ASSIGNMENT >>
Whenever a line in the data below includes the string "warn", copy it out.

RECORDS FOR THE EXERCISE >>
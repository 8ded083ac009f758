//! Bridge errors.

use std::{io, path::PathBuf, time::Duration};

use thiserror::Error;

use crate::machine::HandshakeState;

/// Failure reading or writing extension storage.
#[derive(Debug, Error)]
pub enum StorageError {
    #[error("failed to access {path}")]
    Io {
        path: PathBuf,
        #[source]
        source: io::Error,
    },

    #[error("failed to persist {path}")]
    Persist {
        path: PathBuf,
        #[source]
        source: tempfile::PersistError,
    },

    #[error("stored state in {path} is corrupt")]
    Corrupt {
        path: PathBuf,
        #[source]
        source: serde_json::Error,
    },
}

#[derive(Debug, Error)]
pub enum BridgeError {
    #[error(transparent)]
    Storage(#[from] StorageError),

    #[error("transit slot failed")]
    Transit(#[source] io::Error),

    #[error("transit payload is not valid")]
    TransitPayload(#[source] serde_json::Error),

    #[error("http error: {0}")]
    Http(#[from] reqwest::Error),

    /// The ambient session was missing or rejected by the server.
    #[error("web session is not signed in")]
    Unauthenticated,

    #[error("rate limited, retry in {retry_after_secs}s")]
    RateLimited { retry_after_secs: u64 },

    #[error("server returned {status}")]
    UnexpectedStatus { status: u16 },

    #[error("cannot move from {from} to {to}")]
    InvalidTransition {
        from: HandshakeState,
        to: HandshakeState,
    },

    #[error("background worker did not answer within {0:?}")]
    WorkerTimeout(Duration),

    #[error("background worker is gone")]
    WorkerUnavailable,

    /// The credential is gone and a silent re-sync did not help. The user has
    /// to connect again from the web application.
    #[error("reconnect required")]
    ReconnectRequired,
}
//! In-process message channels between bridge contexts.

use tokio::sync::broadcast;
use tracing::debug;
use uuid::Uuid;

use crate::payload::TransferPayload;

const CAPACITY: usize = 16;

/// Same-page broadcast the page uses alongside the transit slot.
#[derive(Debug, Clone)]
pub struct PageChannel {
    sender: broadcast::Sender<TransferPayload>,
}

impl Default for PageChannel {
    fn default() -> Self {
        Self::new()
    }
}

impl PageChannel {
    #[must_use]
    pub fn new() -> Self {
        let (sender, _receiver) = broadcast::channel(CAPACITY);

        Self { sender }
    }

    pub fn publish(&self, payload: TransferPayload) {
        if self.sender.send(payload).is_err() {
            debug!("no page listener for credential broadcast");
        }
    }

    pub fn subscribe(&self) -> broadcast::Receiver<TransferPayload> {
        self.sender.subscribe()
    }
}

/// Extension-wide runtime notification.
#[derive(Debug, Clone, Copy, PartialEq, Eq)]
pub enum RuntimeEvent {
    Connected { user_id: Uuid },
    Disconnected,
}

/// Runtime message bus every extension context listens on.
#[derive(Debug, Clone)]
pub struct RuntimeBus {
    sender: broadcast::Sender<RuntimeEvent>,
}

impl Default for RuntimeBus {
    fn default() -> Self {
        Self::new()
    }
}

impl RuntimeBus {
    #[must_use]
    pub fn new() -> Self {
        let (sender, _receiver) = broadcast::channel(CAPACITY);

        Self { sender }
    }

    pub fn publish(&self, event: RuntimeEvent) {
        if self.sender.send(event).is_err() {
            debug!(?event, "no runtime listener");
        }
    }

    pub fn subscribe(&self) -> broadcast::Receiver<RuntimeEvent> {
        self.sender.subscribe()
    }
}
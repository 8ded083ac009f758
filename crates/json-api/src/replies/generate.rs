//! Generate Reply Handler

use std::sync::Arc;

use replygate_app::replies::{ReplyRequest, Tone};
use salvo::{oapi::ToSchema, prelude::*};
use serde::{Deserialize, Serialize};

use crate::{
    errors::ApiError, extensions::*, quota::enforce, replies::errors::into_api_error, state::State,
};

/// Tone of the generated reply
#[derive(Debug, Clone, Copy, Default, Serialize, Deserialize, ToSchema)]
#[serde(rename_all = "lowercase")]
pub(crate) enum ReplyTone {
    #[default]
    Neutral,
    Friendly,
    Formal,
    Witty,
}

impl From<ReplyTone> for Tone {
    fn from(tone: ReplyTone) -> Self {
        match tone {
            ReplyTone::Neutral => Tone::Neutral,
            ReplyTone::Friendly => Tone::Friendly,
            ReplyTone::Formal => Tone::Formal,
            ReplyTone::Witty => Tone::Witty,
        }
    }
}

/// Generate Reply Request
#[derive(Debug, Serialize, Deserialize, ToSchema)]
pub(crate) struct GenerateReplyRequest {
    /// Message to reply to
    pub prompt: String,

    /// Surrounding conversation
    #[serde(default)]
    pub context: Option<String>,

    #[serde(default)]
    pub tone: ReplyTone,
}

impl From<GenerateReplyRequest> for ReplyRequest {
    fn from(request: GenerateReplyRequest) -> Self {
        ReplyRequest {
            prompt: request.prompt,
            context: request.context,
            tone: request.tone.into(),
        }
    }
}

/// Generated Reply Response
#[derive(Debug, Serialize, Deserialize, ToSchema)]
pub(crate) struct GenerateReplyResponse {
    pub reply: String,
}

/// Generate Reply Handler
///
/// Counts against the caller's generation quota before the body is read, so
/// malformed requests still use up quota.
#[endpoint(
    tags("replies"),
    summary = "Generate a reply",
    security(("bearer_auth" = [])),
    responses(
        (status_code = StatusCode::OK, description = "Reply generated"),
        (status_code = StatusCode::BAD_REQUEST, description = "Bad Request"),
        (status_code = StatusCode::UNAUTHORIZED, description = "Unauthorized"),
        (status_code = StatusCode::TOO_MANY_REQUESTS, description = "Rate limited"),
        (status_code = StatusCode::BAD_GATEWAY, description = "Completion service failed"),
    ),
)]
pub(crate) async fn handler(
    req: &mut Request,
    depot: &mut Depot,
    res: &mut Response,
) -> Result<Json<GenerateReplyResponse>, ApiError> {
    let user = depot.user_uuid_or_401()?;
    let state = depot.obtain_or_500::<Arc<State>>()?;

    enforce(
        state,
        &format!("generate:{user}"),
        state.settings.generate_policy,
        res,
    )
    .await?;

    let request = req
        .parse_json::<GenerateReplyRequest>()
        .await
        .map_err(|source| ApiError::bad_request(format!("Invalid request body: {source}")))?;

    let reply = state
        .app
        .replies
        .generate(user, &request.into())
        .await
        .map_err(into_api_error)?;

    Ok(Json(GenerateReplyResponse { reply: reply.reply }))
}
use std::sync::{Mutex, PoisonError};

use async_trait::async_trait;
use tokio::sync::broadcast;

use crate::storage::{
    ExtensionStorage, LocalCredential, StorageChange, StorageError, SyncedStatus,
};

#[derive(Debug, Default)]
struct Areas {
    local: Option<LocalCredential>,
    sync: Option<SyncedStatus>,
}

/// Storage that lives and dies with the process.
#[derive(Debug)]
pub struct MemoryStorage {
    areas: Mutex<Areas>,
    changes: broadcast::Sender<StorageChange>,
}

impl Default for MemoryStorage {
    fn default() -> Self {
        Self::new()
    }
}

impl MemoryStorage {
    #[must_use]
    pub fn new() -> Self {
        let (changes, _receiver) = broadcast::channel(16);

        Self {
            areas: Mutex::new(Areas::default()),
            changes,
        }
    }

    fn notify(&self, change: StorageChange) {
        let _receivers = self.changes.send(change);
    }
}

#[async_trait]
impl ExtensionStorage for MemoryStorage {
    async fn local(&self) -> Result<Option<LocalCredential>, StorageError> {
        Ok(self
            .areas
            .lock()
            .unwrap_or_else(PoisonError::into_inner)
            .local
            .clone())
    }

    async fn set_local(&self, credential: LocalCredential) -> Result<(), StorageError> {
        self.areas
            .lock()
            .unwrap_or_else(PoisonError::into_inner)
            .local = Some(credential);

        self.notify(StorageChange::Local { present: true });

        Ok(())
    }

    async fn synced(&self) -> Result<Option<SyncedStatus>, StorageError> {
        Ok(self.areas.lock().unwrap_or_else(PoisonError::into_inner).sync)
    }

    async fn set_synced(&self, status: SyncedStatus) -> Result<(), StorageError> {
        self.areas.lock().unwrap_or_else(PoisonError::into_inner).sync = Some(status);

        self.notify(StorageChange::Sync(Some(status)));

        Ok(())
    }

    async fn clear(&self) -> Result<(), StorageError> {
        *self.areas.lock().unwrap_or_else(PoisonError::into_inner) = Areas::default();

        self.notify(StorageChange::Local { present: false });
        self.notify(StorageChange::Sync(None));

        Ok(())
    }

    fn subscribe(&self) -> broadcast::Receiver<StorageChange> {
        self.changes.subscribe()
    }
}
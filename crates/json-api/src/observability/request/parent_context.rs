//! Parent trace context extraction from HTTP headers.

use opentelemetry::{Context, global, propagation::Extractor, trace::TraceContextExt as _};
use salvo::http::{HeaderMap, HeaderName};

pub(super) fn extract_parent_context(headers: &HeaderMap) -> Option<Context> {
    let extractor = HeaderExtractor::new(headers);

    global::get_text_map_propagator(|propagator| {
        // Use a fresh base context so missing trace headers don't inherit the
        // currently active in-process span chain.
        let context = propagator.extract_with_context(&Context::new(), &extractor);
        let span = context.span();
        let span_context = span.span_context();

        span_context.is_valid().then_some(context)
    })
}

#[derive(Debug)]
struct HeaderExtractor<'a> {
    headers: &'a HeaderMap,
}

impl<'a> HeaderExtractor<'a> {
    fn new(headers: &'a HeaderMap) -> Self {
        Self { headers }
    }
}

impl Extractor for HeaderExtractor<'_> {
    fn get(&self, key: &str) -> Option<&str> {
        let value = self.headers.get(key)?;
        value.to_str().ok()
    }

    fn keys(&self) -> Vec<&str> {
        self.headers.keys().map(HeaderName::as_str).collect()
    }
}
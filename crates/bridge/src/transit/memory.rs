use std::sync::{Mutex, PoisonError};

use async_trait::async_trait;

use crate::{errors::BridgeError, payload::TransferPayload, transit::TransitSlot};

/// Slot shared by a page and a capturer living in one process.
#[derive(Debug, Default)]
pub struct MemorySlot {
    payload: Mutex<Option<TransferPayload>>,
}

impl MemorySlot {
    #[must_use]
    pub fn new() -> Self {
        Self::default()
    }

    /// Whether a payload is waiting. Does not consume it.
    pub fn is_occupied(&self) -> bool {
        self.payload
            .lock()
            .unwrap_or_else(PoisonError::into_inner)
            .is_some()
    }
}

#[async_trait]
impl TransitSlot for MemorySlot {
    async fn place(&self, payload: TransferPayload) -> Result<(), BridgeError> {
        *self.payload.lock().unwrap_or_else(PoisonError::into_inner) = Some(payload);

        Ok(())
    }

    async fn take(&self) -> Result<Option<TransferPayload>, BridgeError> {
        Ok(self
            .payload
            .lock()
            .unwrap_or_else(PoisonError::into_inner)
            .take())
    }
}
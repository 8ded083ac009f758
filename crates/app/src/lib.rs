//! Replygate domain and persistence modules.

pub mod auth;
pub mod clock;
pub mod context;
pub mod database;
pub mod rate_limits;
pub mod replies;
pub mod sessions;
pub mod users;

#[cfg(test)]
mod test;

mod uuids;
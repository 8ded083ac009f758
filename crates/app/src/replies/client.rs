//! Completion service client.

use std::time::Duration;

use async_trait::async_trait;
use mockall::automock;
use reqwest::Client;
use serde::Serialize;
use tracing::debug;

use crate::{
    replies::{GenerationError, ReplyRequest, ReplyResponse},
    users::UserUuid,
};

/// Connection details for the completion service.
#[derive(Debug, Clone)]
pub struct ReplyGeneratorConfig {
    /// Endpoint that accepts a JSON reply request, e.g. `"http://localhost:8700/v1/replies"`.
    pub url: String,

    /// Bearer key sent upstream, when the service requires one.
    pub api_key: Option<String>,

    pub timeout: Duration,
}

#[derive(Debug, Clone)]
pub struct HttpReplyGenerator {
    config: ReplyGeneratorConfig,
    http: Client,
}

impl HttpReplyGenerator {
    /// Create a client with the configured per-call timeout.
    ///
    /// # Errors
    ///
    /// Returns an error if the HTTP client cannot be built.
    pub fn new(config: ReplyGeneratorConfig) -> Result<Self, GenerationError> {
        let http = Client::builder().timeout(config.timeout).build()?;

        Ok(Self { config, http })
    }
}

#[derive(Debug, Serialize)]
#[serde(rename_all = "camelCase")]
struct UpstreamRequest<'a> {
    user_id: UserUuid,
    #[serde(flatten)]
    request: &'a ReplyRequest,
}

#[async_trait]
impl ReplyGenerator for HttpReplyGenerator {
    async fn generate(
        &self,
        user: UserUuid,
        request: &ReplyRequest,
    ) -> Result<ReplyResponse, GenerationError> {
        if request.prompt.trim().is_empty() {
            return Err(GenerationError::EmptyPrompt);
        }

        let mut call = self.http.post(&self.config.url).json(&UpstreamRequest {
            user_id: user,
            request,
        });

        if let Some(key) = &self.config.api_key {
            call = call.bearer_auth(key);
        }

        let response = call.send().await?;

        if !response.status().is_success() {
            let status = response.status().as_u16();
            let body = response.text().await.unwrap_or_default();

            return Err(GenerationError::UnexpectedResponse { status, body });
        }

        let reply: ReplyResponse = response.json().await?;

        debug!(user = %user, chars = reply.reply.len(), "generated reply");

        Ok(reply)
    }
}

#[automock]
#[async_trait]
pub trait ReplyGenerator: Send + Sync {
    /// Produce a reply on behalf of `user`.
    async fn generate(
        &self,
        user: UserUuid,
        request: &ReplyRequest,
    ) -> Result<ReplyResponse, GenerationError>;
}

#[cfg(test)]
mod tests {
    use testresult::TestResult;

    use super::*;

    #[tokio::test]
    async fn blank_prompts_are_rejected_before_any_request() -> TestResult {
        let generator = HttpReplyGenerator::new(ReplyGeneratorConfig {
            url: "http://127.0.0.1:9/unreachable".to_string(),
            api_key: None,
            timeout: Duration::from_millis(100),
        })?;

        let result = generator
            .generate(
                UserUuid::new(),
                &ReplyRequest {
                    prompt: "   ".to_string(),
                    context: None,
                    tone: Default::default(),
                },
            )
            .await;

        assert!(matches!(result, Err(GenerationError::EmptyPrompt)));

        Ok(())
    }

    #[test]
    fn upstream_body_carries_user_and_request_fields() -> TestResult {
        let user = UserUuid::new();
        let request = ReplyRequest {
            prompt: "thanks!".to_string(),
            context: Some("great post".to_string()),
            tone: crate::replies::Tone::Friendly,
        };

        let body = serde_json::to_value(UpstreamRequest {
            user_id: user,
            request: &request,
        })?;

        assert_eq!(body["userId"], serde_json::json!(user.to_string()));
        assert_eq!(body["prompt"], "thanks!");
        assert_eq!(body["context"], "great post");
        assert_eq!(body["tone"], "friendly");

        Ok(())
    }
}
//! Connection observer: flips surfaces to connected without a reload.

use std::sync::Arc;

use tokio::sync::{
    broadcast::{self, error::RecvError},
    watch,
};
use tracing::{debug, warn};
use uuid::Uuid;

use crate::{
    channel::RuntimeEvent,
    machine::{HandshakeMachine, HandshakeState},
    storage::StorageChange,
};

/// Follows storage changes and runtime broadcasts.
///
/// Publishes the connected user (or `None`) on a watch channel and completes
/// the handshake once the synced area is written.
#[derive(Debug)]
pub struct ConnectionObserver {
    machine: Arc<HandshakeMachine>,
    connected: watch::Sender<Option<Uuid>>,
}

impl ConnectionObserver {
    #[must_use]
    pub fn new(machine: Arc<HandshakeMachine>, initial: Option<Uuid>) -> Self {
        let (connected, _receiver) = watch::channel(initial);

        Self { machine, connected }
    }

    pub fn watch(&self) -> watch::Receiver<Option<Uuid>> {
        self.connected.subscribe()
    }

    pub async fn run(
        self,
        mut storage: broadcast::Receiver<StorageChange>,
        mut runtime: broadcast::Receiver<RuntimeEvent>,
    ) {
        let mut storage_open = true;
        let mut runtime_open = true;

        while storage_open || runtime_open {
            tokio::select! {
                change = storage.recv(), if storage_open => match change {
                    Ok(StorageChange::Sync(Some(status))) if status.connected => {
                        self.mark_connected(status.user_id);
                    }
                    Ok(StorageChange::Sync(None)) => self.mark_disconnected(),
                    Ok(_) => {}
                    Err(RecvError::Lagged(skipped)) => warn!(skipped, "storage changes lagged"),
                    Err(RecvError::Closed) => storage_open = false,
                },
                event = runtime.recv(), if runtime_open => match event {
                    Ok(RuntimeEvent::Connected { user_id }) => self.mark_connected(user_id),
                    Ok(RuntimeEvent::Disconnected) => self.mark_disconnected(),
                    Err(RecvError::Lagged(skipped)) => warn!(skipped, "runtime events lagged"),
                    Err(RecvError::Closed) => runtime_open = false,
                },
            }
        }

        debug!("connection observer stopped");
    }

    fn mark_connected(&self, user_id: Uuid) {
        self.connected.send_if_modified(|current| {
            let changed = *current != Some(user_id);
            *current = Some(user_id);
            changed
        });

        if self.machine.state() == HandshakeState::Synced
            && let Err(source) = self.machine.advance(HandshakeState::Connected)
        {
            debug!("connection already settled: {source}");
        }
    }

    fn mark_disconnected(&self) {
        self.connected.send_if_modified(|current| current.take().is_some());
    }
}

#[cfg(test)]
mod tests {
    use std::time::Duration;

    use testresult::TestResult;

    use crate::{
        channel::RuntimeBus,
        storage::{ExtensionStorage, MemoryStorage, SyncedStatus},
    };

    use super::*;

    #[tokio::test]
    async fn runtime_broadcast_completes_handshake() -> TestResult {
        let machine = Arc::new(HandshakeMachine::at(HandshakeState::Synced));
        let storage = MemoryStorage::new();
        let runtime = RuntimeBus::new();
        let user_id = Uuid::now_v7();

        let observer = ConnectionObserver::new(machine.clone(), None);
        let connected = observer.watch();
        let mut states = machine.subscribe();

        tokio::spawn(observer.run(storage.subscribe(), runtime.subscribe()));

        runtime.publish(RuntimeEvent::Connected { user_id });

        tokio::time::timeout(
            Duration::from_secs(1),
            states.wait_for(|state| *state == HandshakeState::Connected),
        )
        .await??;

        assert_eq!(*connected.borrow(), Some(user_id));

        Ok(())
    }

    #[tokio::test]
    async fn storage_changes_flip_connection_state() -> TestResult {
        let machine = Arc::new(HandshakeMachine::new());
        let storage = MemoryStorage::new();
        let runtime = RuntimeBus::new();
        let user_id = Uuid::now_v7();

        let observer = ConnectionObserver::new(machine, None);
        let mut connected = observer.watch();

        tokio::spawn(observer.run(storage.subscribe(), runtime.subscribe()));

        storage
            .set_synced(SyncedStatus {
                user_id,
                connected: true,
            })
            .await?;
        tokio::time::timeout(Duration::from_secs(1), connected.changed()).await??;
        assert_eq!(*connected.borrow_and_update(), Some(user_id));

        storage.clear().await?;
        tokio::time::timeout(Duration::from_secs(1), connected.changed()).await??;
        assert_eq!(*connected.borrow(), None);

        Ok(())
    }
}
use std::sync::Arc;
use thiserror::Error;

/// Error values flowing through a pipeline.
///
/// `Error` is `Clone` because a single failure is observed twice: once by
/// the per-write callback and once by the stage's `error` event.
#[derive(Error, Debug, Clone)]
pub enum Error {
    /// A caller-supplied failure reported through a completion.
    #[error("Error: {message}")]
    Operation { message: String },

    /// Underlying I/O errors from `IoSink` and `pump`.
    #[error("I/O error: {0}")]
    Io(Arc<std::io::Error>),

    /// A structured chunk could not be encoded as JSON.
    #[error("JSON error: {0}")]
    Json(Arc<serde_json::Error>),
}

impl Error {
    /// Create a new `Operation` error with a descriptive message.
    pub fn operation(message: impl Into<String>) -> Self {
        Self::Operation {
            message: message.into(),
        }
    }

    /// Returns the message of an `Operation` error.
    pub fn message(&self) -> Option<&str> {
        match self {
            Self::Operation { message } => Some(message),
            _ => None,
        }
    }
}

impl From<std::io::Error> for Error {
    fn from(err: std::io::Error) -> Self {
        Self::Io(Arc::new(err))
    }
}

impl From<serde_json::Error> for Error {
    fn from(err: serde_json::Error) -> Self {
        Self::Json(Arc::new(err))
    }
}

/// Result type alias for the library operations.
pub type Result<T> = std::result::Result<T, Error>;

YOUR RESPONSE >>
use tracing::{debug, warn};
                    Err(RecvError::Lagged(skipped)) => warn!(skipped, "storage changes lagged"),
                    Err(RecvError::Lagged(skipped)) => warn!(skipped, "runtime events lagged"),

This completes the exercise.